-- Supplied data follows --
use super::bsp::{self, Polygon};

/// The type of boolean operation.
#[derive(Debug, Clone, Copy, PartialEq, Eq)]
pub enum BooleanOp {
    Union,
    Subtract,
    Intersect,
}

impl BooleanOp {
    /// Combines two closed polygon soups with BSP clipping.
    pub(super) fn apply(self, a: Vec<Polygon>, b: Vec<Polygon>) -> Vec<Polygon> {
        match self {
            Self::Union => bsp::union(a, b),
            Self::Subtract => bsp::subtract(a, b),
            Self::Intersect => bsp::intersect(a, b),
        }
    }

    /// The result when the operands' bounding boxes do not overlap.
    pub(super) fn disjoint(self, mut a: Vec<Polygon>, b: Vec<Polygon>) -> Vec<Polygon> {
        match self {
            Self::Union => {
                a.extend(b);
                a
            }
            Self::Subtract => a,
            Self::Intersect => Vec::new(),
        }
    }
}

#[cfg(test)]
#[allow(clippy::unwrap_used)]
mod tests {
    use super::*;
    use crate::math::Point3;

    fn triangle(z: f64) -> Polygon {
        Polygon::new(vec![
            Point3::new(0.0, 0.0, z),
            Point3::new(1.0, 0.0, z),
            Point3::new(0.0, 1.0, z),
        ])
        .unwrap()
    }

    #[test]
    fn disjoint_union_keeps_both() {
        let out = BooleanOp::Union.disjoint(vec![triangle(0.0)], vec![triangle(5.0)]);
        assert_eq!(out.len(), 2);
    }

    #[test]
    fn disjoint_subtract_keeps_minuend() {
        let out = BooleanOp::Subtract.disjoint(vec![triangle(0.0)], vec![triangle(5.0)]);
        assert_eq!(out.len(), 1);
        assert!(out[0].vertices.iter().all(|v| v.z.abs() < 1e-12));
    }

    #[test]
    fn disjoint_intersect_is_empty() {
        assert!(BooleanOp::Intersect
            .disjoint(vec![triangle(0.0)], vec![triangle(5.0)])
            .is_empty());
    }
}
-- Supplied data concluded --
— Exercise aim —
Return the material exactly as it stands above, but only from its first line to the line containing "assert!(BooleanOp::Intersect", both ends included.

— Output of the exercise —
use super::bsp::{self, Polygon};

/// The type of boolean operation.
#[derive(Debug, Clone, Copy, PartialEq, Eq)]
pub enum BooleanOp {
    Union,
    Subtract,
    Intersect,
}

impl BooleanOp {
    /// Combines two closed polygon soups with BSP clipping.
    pub(super) fn apply(self, a: Vec<Polygon>, b: Vec<Polygon>) -> Vec<Polygon> {
        match self {
            Self::Union => bsp::union(a, b),
            Self::Subtract => bsp::subtract(a, b),
            Self::Intersect => bsp::intersect(a, b),
        }
    }

    /// The result when the operands' bounding boxes do not overlap.
    pub(super) fn disjoint(self, mut a: Vec<Polygon>, b: Vec<Polygon>) -> Vec<Polygon> {
        match self {
            Self::Union => {
                a.extend(b);
                a
            }
            Self::Subtract => a,
            Self::Intersect => Vec::new(),
        }
    }
}

#[cfg(test)]
#[allow(clippy::unwrap_used)]
mod tests {
    use super::*;
    use crate::math::Point3;

    fn triangle(z: f64) -> Polygon {
        Polygon::new(vec![
            Point3::new(0.0, 0.0, z),
            Point3::new(1.0, 0.0, z),
            Point3::new(0.0, 1.0, z),
        ])
        .unwrap()
    }

    #[test]
    fn disjoint_union_keeps_both() {
        let out = BooleanOp::Union.disjoint(vec![triangle(0.0)], vec![triangle(5.0)]);
        assert_eq!(out.len(), 2);
    }

    #[test]
    fn disjoint_subtract_keeps_minuend() {
        let out = BooleanOp::Subtract.disjoint(vec![triangle(0.0)], vec![triangle(5.0)]);
        assert_eq!(out.len(), 1);
        assert!(out[0].vertices.iter().all(|v| v.z.abs() < 1e-12));
    }

    #[test]
    fn disjoint_intersect_is_empty() {
        assert!(BooleanOp::Intersect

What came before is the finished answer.